Tahun 1997, ia dipercaya menjadi Kepala Biro Kota Bekasi. Jabatan ini bukan sekadar kehormatan, tapi juga ujian. Ia harus menangani konflik lokal, menggali data dari lapangan, dan membangun jaringan dengan berbagai instansi, tanpa menggadaikan prinsip. Di sini, ia diuji oleh kenyataan bahwa tidak semua orang suka pada wartawan idealis. Ia kerap mendapat ancaman, intimidasi, bahkan pernah diboikot iklan karena tulisannya mengusik kenyamanan pejabat.
13 Tahun Jadi Kepala Biro: Antara Idealisme dan Tekanan Ekonomi
Selama 13 tahun (1997–2010), Ade menyaksikan perubahan zaman, dari era cetak yang berjaya hingga mulai digerogoti oleh kehadiran internet. Ia tetap memegang prinsip: “Lebih baik tulisan saya tidak dimuat, daripada harus tunduk pada tekanan politik atau uang haram.”
Di tengah tekanan ekonomi dan kebutuhan rumah tangga, Ade memilih jalan sunyi: tetap berpegang pada integritas jurnalistik. “Jika media hanya menjadi corong kekuasaan, maka pers telah kehilangan jiwanya,” katanya suatu kali saat menolak meliput acara kampanye yang dibayar mahal oleh calon kepala daerah.
Dunia Redaksi dan Perubahan Besar
Tahun 2010, Ade menerima tawaran sebagai Redaktur Pelaksana (Redpel) di Suara Karya Bangsa (SKB), sebuah koran nasional yang tengah berkembang di Jakarta. Pemimpin redaksinya adalah Anis Jalal, jurnalis senior yang cukup idealis. Di sinilah Ade makin mengenal dunia redaksi yang lebih kompleks: dari mengelola halaman, menyunting berita, hingga mengatur ritme kerja wartawan.
Namun pengalaman sebagai Redpel tak sepenuhnya membuat Ade nyaman. Ia mulai merasakan adanya batasan. Banyak berita yang harus disesuaikan demi kepentingan tertentu. Tekanan dari pemilik modal kadang mengebiri isi berita yang seharusnya tajam. Hatinya mulai resah.
Mimpi Membangun Media Sendiri
Di tengah kelelahan menghadapi tekanan, Ade mulai memikirkan satu gagasan lama yang terus mengendap: membangun media sendiri. Media yang independen, berpihak pada kebenaran, dan tidak terikat pada kepentingan politik atau iklan.
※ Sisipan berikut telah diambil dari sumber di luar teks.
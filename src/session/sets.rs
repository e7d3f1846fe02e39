//! Grouping and labelling of logged sets: `Set 1`, `1.a`, `1.b`, `Set 2`, ...

use crate::db::WorkoutSet;

#[derive(Debug, Clone, PartialEq)]
pub struct LabeledSet<'a> {
    pub label: String,
    pub set: &'a WorkoutSet,
}

/// A main set together with its sub-sets
#[derive(Debug, Clone, PartialEq)]
pub struct SetGroup<'a> {
    pub label: String,
    pub set: &'a WorkoutSet,
    pub sub_sets: Vec<LabeledSet<'a>>,
}

/// Main sets in timestamp order, each with its own sub-sets in timestamp order.
/// Sub-sets whose parent is missing are left out.
pub fn group_sets(sets: &[WorkoutSet]) -> Vec<SetGroup<'_>> {
    let mut mains: Vec<&WorkoutSet> = sets.iter().filter(|s| s.is_main()).collect();
    mains.sort_by_key(|s| s.timestamp);

    mains
        .into_iter()
        .enumerate()
        .map(|(main_idx, main)| {
            let mut subs: Vec<&WorkoutSet> = sets
                .iter()
                .filter(|s| s.parent_set_id == Some(main.id))
                .collect();
            subs.sort_by_key(|s| s.timestamp);

            SetGroup {
                label: format!("Set {}", main_idx + 1),
                set: main,
                sub_sets: subs
                    .into_iter()
                    .enumerate()
                    .map(|(sub_idx, set)| LabeledSet {
                        label: sub_label(main_idx + 1, sub_idx),
                        set,
                    })
                    .collect(),
            }
        })
        .collect()
}

fn sub_label(main_number: usize, sub_idx: usize) -> String {
    match u8::try_from(sub_idx) {
        Ok(idx) if idx < 26 => format!("{}.{}", main_number, (b'a' + idx) as char),
        _ => format!("{}.{}", main_number, sub_idx + 1),
    }
}

#[cfg(test)]
mod tests {
    use super::*;
    use chrono::{Duration, TimeZone, Utc};

    fn set(id: i64, parent: Option<i64>, secs: i64) -> WorkoutSet {
        WorkoutSet {
            id,
            reps: 1,
            weight: 1.0,
            notes: String::new(),
            parent_set_id: parent,
            timestamp: Utc.with_ymd_and_hms(2024, 2, 1, 12, 0, 0).unwrap() + Duration::seconds(secs),
            is_personal_best: false,
        }
    }

    #[test]
    fn test_labels() {
        let sets = vec![
            set(1, None, 0),
            set(2, None, 100),
            set(3, Some(1), 50),
            set(4, Some(1), 40),
            set(5, Some(2), 120),
        ];
        let groups = group_sets(&sets);

        assert_eq!(groups.len(), 2);
        assert_eq!(groups[0].label, "Set 1");
        let first: Vec<(&str, i64)> = groups[0]
            .sub_sets
            .iter()
            .map(|s| (s.label.as_str(), s.set.id))
            .collect();
        assert_eq!(first, vec![("1.a", 4), ("1.b", 3)]);
        assert_eq!(groups[1].label, "Set 2");
        assert_eq!(groups[1].sub_sets[0].label, "2.a");
    }

    #[test]
    fn test_orphans_skipped() {
        let sets = vec![set(1, None, 0), set(2, Some(99), 10)];
        let groups = group_sets(&sets);
        assert_eq!(groups.len(), 1);
        assert!(groups[0].sub_sets.is_empty());
    }

    #[test]
    fn test_many_sub_sets() {
        let mut sets = vec![set(1, None, 0)];
        sets.extend((0..28).map(|i| set(100 + i, Some(1), 1 + i)));
        let groups = group_sets(&sets);
        assert_eq!(groups[0].sub_sets[25].label, "1.z");
        assert_eq!(groups[0].sub_sets[26].label, "1.27");
    }
}
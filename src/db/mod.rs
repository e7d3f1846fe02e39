//! Database module - SQLite storage for exercises, templates and workout sessions

mod models;

pub use models::*;

use rusqlite::types::Type;
use rusqlite::{Connection, OptionalExtension, Row, params};
use serde::de::DeserializeOwned;
use thiserror::Error;

const SETTINGS_ID: &str = "user_settings";

const SESSION_COLUMNS: &str = "id, template_id, date, start_time, end_time, exercises";

#[derive(Debug, Error)]
pub enum StoreError {
    #[error("Database query failed: {0}")]
    Sqlite(#[from] rusqlite::Error),
    #[error("Failed to encode record: {0}")]
    Encode(#[from] serde_json::Error),
    #[error("Invalid record: {0}")]
    InvalidRecord(String),
    #[error("Workout session not found: ID {0}")]
    SessionNotFound(SessionId),
}

/// Record store the session core depends on
pub trait SessionStore {
    fn load_template(&self, id: TemplateId) -> Result<Option<WorkoutTemplate>, StoreError>;

    /// Insert a new session and return its id. A preset `session.id` is kept,
    /// otherwise the store assigns one.
    fn create_session(&self, session: &WorkoutSession) -> Result<SessionId, StoreError>;

    fn update_session(&self, id: SessionId, changes: &SessionChanges) -> Result<(), StoreError>;

    fn list_sessions(&self) -> Result<Vec<WorkoutSession>, StoreError>;

    /// Replace the whole session collection (remote resync)
    fn replace_sessions(&self, sessions: &[WorkoutSession]) -> Result<(), StoreError>;

    /// Delete a template together with every session derived from it
    fn delete_template(&self, id: TemplateId) -> Result<(), StoreError>;

    fn load_settings(&self) -> Result<Settings, StoreError>;

    fn save_settings(&self, settings: &Settings) -> Result<(), StoreError>;
}

/// Database wrapper
pub struct Database {
    conn: Connection,
}

impl Database {
    /// Open or create database
    pub fn open(path: &str) -> Result<Self, StoreError> {
        let conn = Connection::open(path)?;
        let db = Self { conn };
        db.init_schema()?;
        Ok(db)
    }

    /// Fresh database that lives as long as the value
    pub fn open_in_memory() -> Result<Self, StoreError> {
        let conn = Connection::open_in_memory()?;
        let db = Self { conn };
        db.init_schema()?;
        Ok(db)
    }

    /// Initialize database schema
    fn init_schema(&self) -> Result<(), StoreError> {
        self.conn.execute_batch(
            "CREATE TABLE IF NOT EXISTS exercises (
                id INTEGER PRIMARY KEY AUTOINCREMENT,
                name TEXT NOT NULL,
                category TEXT NOT NULL
            );
            CREATE TABLE IF NOT EXISTS templates (
                id INTEGER PRIMARY KEY AUTOINCREMENT,
                name TEXT NOT NULL,
                date TEXT NOT NULL,
                exercises TEXT NOT NULL
            );
            CREATE TABLE IF NOT EXISTS sessions (
                id INTEGER PRIMARY KEY AUTOINCREMENT,
                template_id INTEGER NOT NULL,
                date TEXT NOT NULL,
                start_time TEXT NOT NULL,
                end_time TEXT,
                exercises TEXT NOT NULL
            );
            CREATE INDEX IF NOT EXISTS idx_sessions_template ON sessions(template_id);
            CREATE TABLE IF NOT EXISTS settings (
                id TEXT PRIMARY KEY,
                rest_time_secs INTEGER NOT NULL
            );",
        )?;
        Ok(())
    }

    /// Add new exercise
    pub fn add_exercise(&self, exercise: &Exercise) -> Result<ExerciseId, StoreError> {
        if exercise.name.trim().is_empty() {
            return Err(StoreError::InvalidRecord("exercise name is empty".to_string()));
        }
        self.conn.execute(
            "INSERT INTO exercises (name, category) VALUES (?1, ?2)",
            params![exercise.name.trim(), exercise.category.trim()],
        )?;
        Ok(self.conn.last_insert_rowid())
    }

    /// Get all exercises
    pub fn get_exercises(&self) -> Result<Vec<Exercise>, StoreError> {
        let mut stmt = self
            .conn
            .prepare("SELECT id, name, category FROM exercises ORDER BY id")?;
        let exercises = stmt
            .query_map([], |row| {
                Ok(Exercise {
                    id: Some(row.get(0)?),
                    name: row.get(1)?,
                    category: row.get(2)?,
                })
            })?
            .collect::<Result<Vec<_>, _>>()?;
        Ok(exercises)
    }

    pub fn get_exercises_by_category(&self, category: &str) -> Result<Vec<Exercise>, StoreError> {
        Ok(self
            .get_exercises()?
            .into_iter()
            .filter(|ex| ex.category.eq_ignore_ascii_case(category))
            .collect())
    }

    /// Delete an exercise. Sessions that reference it are left untouched.
    pub fn delete_exercise(&self, id: ExerciseId) -> Result<bool, StoreError> {
        let deleted = self
            .conn
            .execute("DELETE FROM exercises WHERE id = ?1", params![id])?;
        Ok(deleted > 0)
    }

    /// Add new workout template
    pub fn add_template(&self, template: &WorkoutTemplate) -> Result<TemplateId, StoreError> {
        if template.exercises.is_empty() {
            return Err(StoreError::InvalidRecord("template has no exercises".to_string()));
        }
        if let Some(ex) = template.exercises.iter().find(|ex| ex.planned_sets == 0) {
            return Err(StoreError::InvalidRecord(format!(
                "exercise {} needs at least one planned set",
                ex.exercise_id
            )));
        }
        self.conn.execute(
            "INSERT INTO templates (name, date, exercises) VALUES (?1, ?2, ?3)",
            params![
                template.name,
                template.date,
                serde_json::to_string(&template.exercises)?,
            ],
        )?;
        Ok(self.conn.last_insert_rowid())
    }

    /// Get all workout templates
    pub fn get_templates(&self) -> Result<Vec<WorkoutTemplate>, StoreError> {
        let mut stmt = self
            .conn
            .prepare("SELECT id, name, date, exercises FROM templates ORDER BY id")?;
        let templates = stmt
            .query_map([], template_from_row)?
            .collect::<Result<Vec<_>, _>>()?;
        Ok(templates)
    }

    pub fn get_session(&self, id: SessionId) -> Result<Option<WorkoutSession>, StoreError> {
        let sql = format!("SELECT {SESSION_COLUMNS} FROM sessions WHERE id = ?1");
        let session = self
            .conn
            .query_row(&sql, params![id], session_from_row)
            .optional()?;
        Ok(session)
    }

    fn insert_session(
        conn: &Connection,
        id: Option<SessionId>,
        session: &WorkoutSession,
    ) -> Result<SessionId, StoreError> {
        conn.execute(
            "INSERT INTO sessions (id, template_id, date, start_time, end_time, exercises)
             VALUES (?1, ?2, ?3, ?4, ?5, ?6)",
            params![
                id,
                session.template_id,
                session.date,
                session.start_time,
                session.end_time,
                serde_json::to_string(&session.exercises)?,
            ],
        )?;
        Ok(conn.last_insert_rowid())
    }
}

impl SessionStore for Database {
    fn load_template(&self, id: TemplateId) -> Result<Option<WorkoutTemplate>, StoreError> {
        let template = self
            .conn
            .query_row(
                "SELECT id, name, date, exercises FROM templates WHERE id = ?1",
                params![id],
                template_from_row,
            )
            .optional()?;
        Ok(template)
    }

    fn create_session(&self, session: &WorkoutSession) -> Result<SessionId, StoreError> {
        Self::insert_session(&self.conn, session.id, session)
    }

    fn update_session(&self, id: SessionId, changes: &SessionChanges) -> Result<(), StoreError> {
        let tx = self.conn.unchecked_transaction()?;
        let exists: bool = tx
            .query_row("SELECT 1 FROM sessions WHERE id = ?1", params![id], |_| Ok(true))
            .optional()?
            .unwrap_or(false);
        if !exists {
            return Err(StoreError::SessionNotFound(id));
        }
        if let Some(exercises) = &changes.exercises {
            tx.execute(
                "UPDATE sessions SET exercises = ?1 WHERE id = ?2",
                params![serde_json::to_string(exercises)?, id],
            )?;
        }
        if let Some(end_time) = changes.end_time {
            tx.execute(
                "UPDATE sessions SET end_time = ?1 WHERE id = ?2",
                params![end_time, id],
            )?;
        }
        tx.commit()?;
        Ok(())
    }

    fn list_sessions(&self) -> Result<Vec<WorkoutSession>, StoreError> {
        let sql = format!("SELECT {SESSION_COLUMNS} FROM sessions ORDER BY start_time, id");
        let mut stmt = self.conn.prepare(&sql)?;
        let sessions = stmt
            .query_map([], session_from_row)?
            .collect::<Result<Vec<_>, _>>()?;
        Ok(sessions)
    }

    fn replace_sessions(&self, sessions: &[WorkoutSession]) -> Result<(), StoreError> {
        let tx = self.conn.unchecked_transaction()?;
        tx.execute("DELETE FROM sessions", [])?;
        for session in sessions {
            Self::insert_session(&tx, session.id, session)?;
        }
        tx.commit()?;
        Ok(())
    }

    fn delete_template(&self, id: TemplateId) -> Result<(), StoreError> {
        let tx = self.conn.unchecked_transaction()?;
        tx.execute("DELETE FROM sessions WHERE template_id = ?1", params![id])?;
        tx.execute("DELETE FROM templates WHERE id = ?1", params![id])?;
        tx.commit()?;
        Ok(())
    }

    fn load_settings(&self) -> Result<Settings, StoreError> {
        let settings = self
            .conn
            .query_row(
                "SELECT rest_time_secs FROM settings WHERE id = ?1",
                params![SETTINGS_ID],
                |row| {
                    Ok(Settings {
                        rest_time_secs: row.get(0)?,
                    })
                },
            )
            .optional()?;
        Ok(settings.unwrap_or_default())
    }

    fn save_settings(&self, settings: &Settings) -> Result<(), StoreError> {
        if settings.rest_time_secs == 0 {
            return Err(StoreError::InvalidRecord("rest time must be at least 1 second".to_string()));
        }
        self.conn.execute(
            "INSERT OR REPLACE INTO settings (id, rest_time_secs) VALUES (?1, ?2)",
            params![SETTINGS_ID, settings.rest_time_secs],
        )?;
        Ok(())
    }
}

fn json_column<T: DeserializeOwned>(row: &Row, idx: usize) -> rusqlite::Result<T> {
    let text: String = row.get(idx)?;
    serde_json::from_str(&text)
        .map_err(|e| rusqlite::Error::FromSqlConversionFailure(idx, Type::Text, Box::new(e)))
}

fn template_from_row(row: &Row) -> rusqlite::Result<WorkoutTemplate> {
    Ok(WorkoutTemplate {
        id: Some(row.get(0)?),
        name: row.get(1)?,
        date: row.get(2)?,
        exercises: json_column(row, 3)?,
    })
}

fn session_from_row(row: &Row) -> rusqlite::Result<WorkoutSession> {
    Ok(WorkoutSession {
        id: Some(row.get(0)?),
        template_id: row.get(1)?,
        date: row.get(2)?,
        start_time: row.get(3)?,
        end_time: row.get(4)?,
        exercises: json_column(row, 5)?,
    })
}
Ia mulai belajar hal-hal teknis tentang website, memantau tren media digital, dan membaca peluang masa depan.
“Kalau aku punya media sendiri, aku tak perlu lagi memohon keuangan dari sponsor untuk sekadar menerbitkan kebenaran,” bisiknya dalam hati. Ia sadar, membangun media bukan hal mudah. Tapi selama ia punya pengalaman, jaringan, dan prinsip yang kuat, impian itu bukan mustahil.
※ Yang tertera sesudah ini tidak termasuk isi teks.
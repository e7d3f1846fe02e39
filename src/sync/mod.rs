//! Reconciliation layer - best-effort mirroring of sessions to a remote store
//!
//! Local writes are the source of truth. Remote writes are queued to a
//! single worker task and run in submission order; their failures are
//! logged and never reach the caller.

mod http;

pub use http::HttpRemote;

use std::fmt;
use std::future::Future;
use std::time::Duration;

use thiserror::Error;
use tokio::sync::mpsc::{self, UnboundedReceiver, UnboundedSender};
use tokio::sync::oneshot;
use tokio::task::JoinHandle;
use tracing::{debug, info, warn};

use crate::db::{SessionId, WorkoutSession};

/// How long a resync waits for the remote before keeping local history
pub const DEFAULT_REMOTE_TIMEOUT: Duration = Duration::from_secs(10);

/// Opaque identity of the signed-in user
#[derive(Debug, Clone, PartialEq, Eq, Hash)]
pub struct UserId(String);

impl UserId {
    pub fn new(id: impl Into<String>) -> Self {
        Self(id.into())
    }

    pub fn as_str(&self) -> &str {
        &self.0
    }
}

impl fmt::Display for UserId {
    fn fmt(&self, f: &mut fmt::Formatter<'_>) -> fmt::Result {
        f.write_str(&self.0)
    }
}

#[derive(Debug, Error)]
pub enum RemoteError {
    #[error("HTTP request failed: {0}")]
    Http(#[from] reqwest::Error),
    #[error("Remote error ({status}): {message}")]
    Api { status: u16, message: String },
    #[error("Remote did not answer within {0:?}")]
    Timeout(Duration),
    #[error("Sync worker is not running")]
    WorkerGone,
}

/// Remote mirror of the session collection, partitioned by user
pub trait RemoteStore: Send + Sync + 'static {
    /// Create the session remotely, returning the remote id
    fn create_session(
        &self,
        user: &UserId,
        session: &WorkoutSession,
    ) -> impl Future<Output = Result<String, RemoteError>> + Send;

    /// Upsert the session under its local id
    fn update_session(
        &self,
        user: &UserId,
        id: SessionId,
        session: &WorkoutSession,
    ) -> impl Future<Output = Result<(), RemoteError>> + Send;

    fn list_sessions(
        &self,
        user: &UserId,
    ) -> impl Future<Output = Result<Vec<WorkoutSession>, RemoteError>> + Send;
}

enum Job {
    Create {
        user: UserId,
        session: WorkoutSession,
    },
    Update {
        user: UserId,
        id: SessionId,
        session: WorkoutSession,
    },
    Resync {
        user: UserId,
        reply: oneshot::Sender<Result<Vec<WorkoutSession>, RemoteError>>,
    },
    Flush {
        reply: oneshot::Sender<()>,
    },
}

/// Handle to the background mirror worker
pub struct Reconciler {
    jobs: UnboundedSender<Job>,
    worker: JoinHandle<()>,
    timeout: Duration,
}

impl Reconciler {
    /// Spawn the worker for `remote`. Must be called inside a tokio runtime.
    pub fn spawn<R: RemoteStore>(remote: R, timeout: Duration) -> Self {
        let (jobs, rx) = mpsc::unbounded_channel();
        let worker = tokio::spawn(run_worker(remote, rx));
        Self { jobs, worker, timeout }
    }

    pub fn mirror_create(&self, user: &UserId, session: &WorkoutSession) {
        self.enqueue(Job::Create {
            user: user.clone(),
            session: session.clone(),
        });
    }

    pub fn mirror_update(&self, user: &UserId, id: SessionId, session: &WorkoutSession) {
        self.enqueue(Job::Update {
            user: user.clone(),
            id,
            session: session.clone(),
        });
    }

    /// Fetch the user's full remote history once every queued write has run
    pub async fn resync(&self, user: &UserId) -> Result<Vec<WorkoutSession>, RemoteError> {
        let (reply, rx) = oneshot::channel();
        self.jobs
            .send(Job::Resync { user: user.clone(), reply })
            .map_err(|_| RemoteError::WorkerGone)?;
        match tokio::time::timeout(self.timeout, rx).await {
            Ok(Ok(result)) => result,
            Ok(Err(_)) => Err(RemoteError::WorkerGone),
            Err(_) => Err(RemoteError::Timeout(self.timeout)),
        }
    }

    /// Wait until every job queued so far has been attempted
    pub async fn flush(&self) -> Result<(), RemoteError> {
        let (reply, rx) = oneshot::channel();
        self.jobs
            .send(Job::Flush { reply })
            .map_err(|_| RemoteError::WorkerGone)?;
        match tokio::time::timeout(self.timeout, rx).await {
            Ok(Ok(())) => Ok(()),
            Ok(Err(_)) => Err(RemoteError::WorkerGone),
            Err(_) => Err(RemoteError::Timeout(self.timeout)),
        }
    }

    fn enqueue(&self, job: Job) {
        if self.jobs.send(job).is_err() {
            warn!("Sync worker stopped, remote write dropped");
        }
    }
}

impl Drop for Reconciler {
    fn drop(&mut self) {
        self.worker.abort();
    }
}

async fn run_worker<R: RemoteStore>(remote: R, mut jobs: UnboundedReceiver<Job>) {
    info!("Sync worker started");
    while let Some(job) = jobs.recv().await {
        match job {
            Job::Create { user, session } => match remote.create_session(&user, &session).await {
                Ok(remote_id) => debug!(%user, session_id = ?session.id, remote_id = %remote_id, "Session created remotely"),
                Err(e) => warn!(%user, session_id = ?session.id, error = %e, "Remote session create failed"),
            },
            Job::Update { user, id, session } => {
                if let Err(e) = remote.update_session(&user, id, &session).await {
                    warn!(%user, session_id = id, error = %e, "Remote session update failed");
                } else {
                    debug!(%user, session_id = id, "Session updated remotely");
                }
            }
            Job::Resync { user, reply } => {
                let result = remote.list_sessions(&user).await;
                let _ = reply.send(result);
            }
            Job::Flush { reply } => {
                let _ = reply.send(());
            }
        }
    }
    debug!("Sync worker finished");
}

#[cfg(test)]
pub(crate) mod testing {
    use super::*;
    use std::collections::BTreeMap;
    use std::sync::{Arc, Mutex};

    /// In-memory remote that records calls and can be told to fail or hang
    #[derive(Clone, Default)]
    pub struct MemoryRemote {
        pub calls: Arc<Mutex<Vec<String>>>,
        pub sessions: Arc<Mutex<BTreeMap<SessionId, WorkoutSession>>>,
        pub fail: Arc<Mutex<bool>>,
        pub hang: Arc<Mutex<bool>>,
    }

    impl MemoryRemote {
        pub fn failing() -> Self {
            let remote = Self::default();
            *remote.fail.lock().unwrap() = true;
            remote
        }

        pub fn calls(&self) -> Vec<String> {
            self.calls.lock().unwrap().clone()
        }

        async fn gate(&self, call: String) -> Result<(), RemoteError> {
            self.calls.lock().unwrap().push(call);
            let hang = *self.hang.lock().unwrap();
            if hang {
                std::future::pending::<()>().await;
            }
            let fail = *self.fail.lock().unwrap();
            if fail {
                return Err(RemoteError::Api {
                    status: 503,
                    message: "offline".to_string(),
                });
            }
            Ok(())
        }
    }

    impl RemoteStore for MemoryRemote {
        async fn create_session(&self, user: &UserId, session: &WorkoutSession) -> Result<String, RemoteError> {
            self.gate(format!("create:{}:{:?}", user, session.id)).await?;
            let id = session.id.unwrap_or_default();
            self.sessions.lock().unwrap().insert(id, session.clone());
            Ok(format!("remote-{}", id))
        }

        async fn update_session(&self, user: &UserId, id: SessionId, session: &WorkoutSession) -> Result<(), RemoteError> {
            self.gate(format!("update:{}:{}", user, id)).await?;
            self.sessions.lock().unwrap().insert(id, session.clone());
            Ok(())
        }

        async fn list_sessions(&self, user: &UserId) -> Result<Vec<WorkoutSession>, RemoteError> {
            self.gate(format!("list:{}", user)).await?;
            Ok(self.sessions.lock().unwrap().values().cloned().collect())
        }
    }
}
Langkah Awal Digital: Media Patriot
Ade akhirnya mewujudkan impiannya dengan mendirikan portal berita mediapatriot.co.id. Sebuah media yang dibangun dengan semangat kebangsaan, idealisme, dan kesederhanaan. Dengan modal awal dari tabungan pribadi dan bantuan beberapa sahabat, Ade mulai mengelola media digital dari rumah. Ia belajar SEO, desain layout, bahkan menulis sendiri konten berita.
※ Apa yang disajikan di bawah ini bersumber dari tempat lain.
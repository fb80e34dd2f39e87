//! # Utilities Module
//!
//! Internal utility modules for the core-logic crate.
//! These modules are marked as `pub(crate)` to enforce API boundaries.

pub(crate) mod logger;
pub(crate) mod retry;
pub(crate) mod rpc_manager;
pub(crate) mod wallet_manager;

// Selective exports - only public utilities
pub use logger::{setup_logger, SWAP_RESULT_TARGET};
pub use rpc_manager::{select_endpoint, JsonRpcProbe, RpcManager};
pub use wallet_manager::{DecryptedKey, WalletManager};
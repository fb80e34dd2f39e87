pub mod amount;
pub mod campaign;
pub mod chain;
pub mod config;
pub mod error;
pub mod provider;
pub mod swap;
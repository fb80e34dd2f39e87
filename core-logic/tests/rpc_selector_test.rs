use async_trait::async_trait;
use core_logic::{select_endpoint, EndpointProbe, NetworkError, NetworkProfile};
use std::collections::HashSet;
use std::sync::Mutex;

struct ScriptedProbe {
    healthy: HashSet<String>,
    calls: Mutex<Vec<String>>,
}

impl ScriptedProbe {
    fn new(healthy: &[&str]) -> Self {
        Self {
            healthy: healthy.iter().map(|s| s.to_string()).collect(),
            calls: Mutex::new(Vec::new()),
        }
    }

    fn calls(&self) -> Vec<String> {
        self.calls.lock().unwrap().clone()
    }
}

#[async_trait]
impl EndpointProbe for ScriptedProbe {
    async fn probe(&self, url: &str) -> Result<String, NetworkError> {
        self.calls.lock().unwrap().push(url.to_string());
        if self.healthy.contains(url) {
            Ok("TestNode/v1.0".to_string())
        } else {
            Err(NetworkError::Timeout {
                timeout_ms: 10,
                endpoint: url.to_string(),
            })
        }
    }
}

fn profile(urls: &[&str]) -> NetworkProfile {
    NetworkProfile::new("ARBITRUM_MAINNET", urls, "https://arbiscan.io/tx/{hash}")
}

#[tokio::test]
async fn test_returns_first_healthy_and_stops_probing() {
    let probe = ScriptedProbe::new(&["http://b", "http://c"]);
    let profile = profile(&["http://a", "http://b", "http://c"]);

    let selected = select_endpoint(&profile, &probe).await.unwrap();

    assert_eq!(selected, "http://b");
    assert_eq!(probe.calls(), vec!["http://a", "http://b"]);
}

#[tokio::test]
async fn test_first_candidate_healthy() {
    let probe = ScriptedProbe::new(&["http://a", "http://b"]);
    let profile = profile(&["http://a", "http://b"]);

    assert_eq!(select_endpoint(&profile, &probe).await.unwrap(), "http://a");
    assert_eq!(probe.calls().len(), 1);
}

#[tokio::test]
async fn test_all_candidates_fail() {
    let probe = ScriptedProbe::new(&[]);
    let profile = profile(&["http://a", "http://b", "http://c"]);

    let result = select_endpoint(&profile, &probe).await;

    assert_eq!(
        result,
        Err(NetworkError::NoHealthyEndpoint {
            network: "ARBITRUM_MAINNET".to_string(),
            tried: 3,
        })
    );
    assert_eq!(probe.calls().len(), 3);
}

#[tokio::test]
async fn test_empty_candidate_list() {
    let probe = ScriptedProbe::new(&["http://a"]);
    let profile = profile(&[]);

    assert!(matches!(
        select_endpoint(&profile, &probe).await,
        Err(NetworkError::NoHealthyEndpoint { tried: 0, .. })
    ));
    assert!(probe.calls().is_empty());
}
Tidak mudah. Terkadang hanya satu berita per hari yang tayang. Terkadang, hanya satu pembaca yang berkomentar. Tapi ia percaya: “Konsistensi adalah kunci. Jika niat kita benar, semesta akan membuka jalannya.”
Dari rumah kecil di Bekasi, suara Media Patriot mulai terdengar. Pelan tapi pasti. Menyuarakan rakyat kecil, membongkar kebijakan yang tak adil, dan menghadirkan berita tanpa sensasi. Media ini bukan hanya media—tapi perlawanan terhadap ketidakadilan.
Catatan Penulis:
Bab ini adalah titik balik perjuangan Ade dalam dunia jurnalistik. Ia tidak sekadar menulis berita, tetapi ingin mengubah wajah media itu sendiri. Dari pengalaman menjadi wartawan, kepala biro, hingga redaktur pelaksana, semua mengarah pada satu misi: membangun media yang merdeka dan bermartabat.
Media Patriot bukan sekadar situs berita, tapi perpanjangan dari nurani yang tak mau tunduk. Sebuah perjuangan yang dimulai dari nol, tapi bernilai tak ternilai.